Excerpts from a dataset:
/// Runs build requests through the workflow phases.
///
/// # Example
///
/// ```rust,ignore
/// use swarm_orchestrator::{PhaseController, SwarmConfig};
///
/// #[tokio::main]
/// async fn main() -> Result<(), Box<dyn std::error::Error>> {
///     let config = SwarmConfig::from_env()?;
///     let mut controller = PhaseController::new(config)?;
///     let outcome = controller.run("request.json", None).await?;
///     println!("Manifest: {}", outcome.manifest_path.display());
///     Ok(())
/// }
/// ```
pub struct PhaseController {
    config: SwarmConfig,
    planner: Planner,
    scheduler: Scheduler,
    deployer: Option<Arc<dyn Deployer>>,
    output: SwarmOutput,
    state: Option<WorkflowState>,
}

impl std::fmt::Debug for PhaseController {
    fn fmt(&self, f: &mut std::fmt::Formatter<'_>) -> std::fmt::Result {
        f.debug_struct("PhaseController")
            .field("config", &self.config)
            .field("registry", self.scheduler.registry())
            .field("deployer", &self.deployer.as_ref().map(|d| d.environment()))
            .field("phase", &self.state.as_ref().map(|s| s.current_phase))
            .finish()
    }
}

◆ **REQUIREMENT**: List the lines of the records where "outcome" occurs.

◆ **ANSWER AREA**:
///     let outcome = controller.run("request.json", None).await?;
///     println!("Manifest: {}", outcome.manifest_path.display());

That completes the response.